A deep learning model has been created for classification task. However, this model is too large for github, so I've uploaded it to Google drive. You need to download my deep learning model - myvgg.model and put it under "models" folder in my codebase.

In my classifying process, I've utilised YOLO from Darknet for the task of car localisation. So in addition to my deep learning model above, you also need to download the weights for YOLO - yolov3.weights and put it under "yolo-coco" folder in my codebase.

Having done the above steps, we are now ready to do the interesting stuff. To perform the classification task, please run the following script:

python classify.py --image samples/Ford_FiestaSedan.jpg

In which "samples/Ford_FiestaSedan.jpg" is the path to the image.

If everything is configured correctly you can see the process running:

Classification running

It will output the make, model and confidence score for the car in the image, for example "Ford Fiesta Sedan: 47.69%". It will also show the image with a bounding box for the car and the prediction. Here are a few examples:

Ford Fiesta Toyota Camry Sedan
Ford Fiesta Sedan Toyota Camry Sedan
Hyundai Santa Fe SUV Cadillac CTS-V Sedan
Hyundai Santa Fe SUV Cadillac CTS-V Sedan

Training

A trained model has been provided in the link above, which is ready for classification usage. However if by any chance you would like to re-run the model training, please follow the below steps.

First you need to download the Cars dataset provided by Stanford here. After it's downloaded, put it to the root folder of this repository and unpack it by running:

tar -xvzf car_ims.tgz

It will unpack all the images to "car_ims" folder.

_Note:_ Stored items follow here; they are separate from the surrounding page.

impl<T: Default> CategoryPool<T> {
    /// Carves `blocks` new blocks into fresh segments and publishes them on the
    /// free list. Must be called with the growth lock held.
    fn carve(&self, mut blocks: usize) -> Result<(), String> {
        while blocks > 0 {
            let len = blocks.min(MAX_SEGMENT_LEN);
            let segment = self.segment_count.load(Ordering::Relaxed);
            if segment >= MAX_SEGMENTS {
                return Err(format!("all {MAX_SEGMENTS} segment slots are in use"));
            }

            let mut storage: Vec<MemoryBlock<T>> = Vec::new();
            storage
                .try_reserve_exact(len)
                .map_err(|e| format!("heap refused {len} blocks: {e}"))?;
            storage.extend((0..len).map(|_| MemoryBlock::default()));
            for (offset, block) in storage.iter_mut().enumerate().take(len - 1) {
                *block.next_free.get_mut() = compose_index(segment, offset + 1);
            }

            if self.segments[segment].set(storage.into_boxed_slice()).is_err() {
                return Err(format!("segment slot {segment} is already populated"));
            }
            self.segment_count.store(segment + 1, Ordering::Relaxed);
            self.capacity.fetch_add(len, Ordering::Relaxed);

            let first = compose_index(segment, 0);
            match self.block(compose_index(segment, len - 1)) {
                Some(last) => self.push_chain(first, last, len),
                None => return Err(format!("segment {segment} vanished after install")),
            }
            blocks -= len;
        }
        Ok(())
    }
}

/// Cache-line aware object arena.
///
/// Every category owns an independent Treiber-stack free list whose head is a
/// tagged index updated by compare-and-swap, so allocation and deallocation on a
/// warm list never take a lock. When a list runs dry the category grows by
/// [`ArenaConfig::growth_batch`] blocks in a new segment; existing blocks never
/// move, which keeps every handed out reference valid for the arena's lifetime.
///
/// # Examples
///
/// ```rust
/// use marketcore_rs::arena::{Arena, CategoryId};
/// use marketcore_rs::config::ArenaConfig;
///
/// let arena: Arena<u64> = Arena::new(2, ArenaConfig::default().with_initial_blocks(8)).unwrap();
/// let mut handle = arena.allocate_with(CategoryId(1), 42).unwrap();
/// *arena.get_mut(&mut handle) += 1;
/// assert_eq!(arena.take(handle), 43);
/// assert_eq!(arena.available(CategoryId(1)), 8);
/// ```
pub struct Arena<T> {
    id: u64,
    config: ArenaConfig,
    pools: Box<[CategoryPool<T>]>,
}

impl<T> std::fmt::Debug for Arena<T> {
    fn fmt(&self, f: &mut std::fmt::Formatter<'_>) -> std::fmt::Result {
        f.debug_struct("Arena")
            .field("id", &self.id)
            .field("categories", &self.pools.len())
            .field("config", &self.config)
            .finish()
    }
}

impl<T: Default> Arena<T> {
    /// Creates an arena with `categories` free lists and preallocates
    /// `initial_blocks_per_category` blocks for each of them.
    pub fn new(categories: usize, config: ArenaConfig) -> Result<Self, ArenaError> {
        if categories == 0 || categories > u16::MAX as usize {
            return Err(ArenaError::InvalidConfig {
                message: format!("category count must be in 1..={}, got {categories}", u16::MAX),
            });
        }
        config.validate().map_err(|e| ArenaError::InvalidConfig {
            message: e.to_string(),
        })?;

        let pools: Box<[CategoryPool<T>]> = (0..categories).map(|_| CategoryPool::new()).collect();
        for (index, pool) in pools.iter().enumerate() {
            let _guard = pool.growth.lock();
            pool.carve(config.initial_blocks_per_category)
                .map_err(|reason| ArenaError::Exhausted {
                    category: CategoryId(index as u16),
                    reason,
                })?;
        }

        let id = NEXT_ARENA_ID.fetch_add(1, Ordering::Relaxed);
        debug!(
            arena = id,
            categories,
            initial_blocks = config.initial_blocks_per_category,
            block_size = std::mem::size_of::<MemoryBlock<T>>(),
            "arena created"
        );
        Ok(Self { id, config, pools })
    }

    /// Allocates a block and resets its value to `T::default()`.
    pub fn allocate(&self, category: CategoryId) -> Result<BlockHandle, ArenaError> {
        let mut handle = self.allocate_in_place(category)?;
        *self.get_mut(&mut handle) = T::default();
        Ok(handle)
    }

    /// Allocates a block and moves `value` into it.
    pub fn allocate_with(&self, category: CategoryId, value: T) -> Result<BlockHandle, ArenaError> {
        let mut handle = self.allocate_in_place(category)?;
        *self.get_mut(&mut handle) = value;
        Ok(handle)
    }

    /// Pops a block without touching the value its previous holder left behind.
    pub(crate) fn allocate_in_place(&self, category: CategoryId) -> Result<BlockHandle, ArenaError> {
        let pool = self.pool(category)?;
        let start = Instant::now();
        loop {
            if let Some(index) = pool.pop() {
                let elapsed = start.elapsed().as_nanos() as u64;
                pool.stats
                    .record_allocation(std::mem::size_of::<MemoryBlock<T>>() as u64, elapsed);
                return Ok(BlockHandle {
                    arena_id: self.id,
                    category,
                    index,
                });
            }
            self.grow_on_demand(category, pool)?;
        }
    }

    /// Allocates up to `count` blocks. Stops at the first failure, so the
    /// result may be shorter than requested; failures are counted in the stats.
    pub fn bulk_allocate(&self, category: CategoryId, count: usize) -> Vec<BlockHandle> {
        let mut handles = Vec::with_capacity(count);
        for _ in 0..count {
            match self.allocate(category) {
                Ok(handle) => handles.push(handle),
                Err(err) => {
                    warn!(
                        arena = self.id,
                        %category,
                        requested = count,
                        allocated = handles.len(),
                        error = %err,
                        "bulk allocation stopped early"
                    );
                    break;
                }
            }
        }
        handles
    }

    /// Moves out the value of a block and returns the block to its free list.
    pub fn take(&self, mut handle: BlockHandle) -> T {
        let value = std::mem::take(self.get_mut(&mut handle));
        self.deallocate(handle);
        value
    }

    /// Grows `category` by exactly `additional` blocks.
    pub fn reserve(&self, category: CategoryId, additional: usize) -> Result<(), ArenaError> {
        let pool = self.pool(category)?;
        if additional == 0 {
            return Ok(());
        }
        let _guard = pool.growth.lock();
        if let Some(max) = self.config.max_blocks_per_category {
            let capacity = pool.capacity.load(Ordering::Relaxed);
            if capacity + additional > max {
                return Err(self.exhausted(
                    category,
                    pool,
                    format!("reserving {additional} blocks would exceed the limit of {max}"),
                ));
            }
        }
        pool.carve(additional)
            .map_err(|reason| self.exhausted(category, pool, reason))?;
        pool.stats.record_growth();
        debug!(arena = self.id, %category, additional, "arena category reserved");
        Ok(())
    }

    #[cold]
    fn grow_on_demand(&self, category: CategoryId, pool: &CategoryPool<T>) -> Result<(), ArenaError> {
        let _guard = pool.growth.lock();
        // Another thread may have grown the list while we waited for the lock.
        if pool.free_count.load(Ordering::Acquire) > 0 {
            return Ok(());
        }
        let capacity = pool.capacity.load(Ordering::Relaxed);
        let mut batch = self.config.growth_batch;
        // Past half of the segment slots every growth at least doubles the
        // category, so the slots cannot run out before memory does.
        if pool.segment_count.load(Ordering::Relaxed) >= MAX_SEGMENTS / 2 {
            batch = batch.max(capacity);
        }
        let batch = match self.config.max_blocks_per_category {
            Some(max) if capacity >= max => {
                return Err(self.exhausted(
                    category,
                    pool,
                    format!("block limit of {max} reached"),
                ));
            }
            Some(max) => batch.min(max - capacity),
            None => batch,
        };
        pool.carve(batch)
            .map_err(|reason| self.exhausted(category, pool, reason))?;
        pool.stats.record_growth();
        debug!(
            arena = self.id,
            %category,
            batch,
            capacity = capacity + batch,
            "arena category grew"
        );
        Ok(())
    }
}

We can now run the script which trains the model:

python myvgg_net_train.py

Please note that you will probably need a GPU to train my model. For your reference, I run my model training on Amazon Web Service with a Tesla K80 GPU (the p2.xlarge EC2 instance).

It may take a good few hours depending on your machine specification. After it completes, it will create a pickle file named myvgg_labels.pickle and four models named model_1.model, model_2.model, model_3.model and myvgg.model in the "models" folder. The first three models are created from training three fine-tuned VGGNet, and the last model is an ensemble model of the first three. I will explain the technical details of the training process later. For now you can use the myvgg.model file for classification as described in the section above.

Technical Details

Preparation

The Stanford Cars dataset is accompanied with a devkit which includes the class labels and bounding boxes for all images. These are provided in matlab format and have been converted into CSV files for easy manipulation. These CSV files are located under "annotations" folder where:

  • annotations.csv contains the annotations (image path, label id, bounding box coordinates, etc.) for each image.

  • class_names.csv contains all the class names.

Preprocess

A preprocess step is needed before the actual model training. This is written in the method build_data_and_labels in the file preprocess.py

In this method, the following are performed:

  • Read the annotations and remove the year from the class names, so that it's left with make and model only

  • Utilise the bounding box and retain the image section within the bounding box only. We will use these cropped images for training rather than the whole images as it reduces the noise and yields better performance.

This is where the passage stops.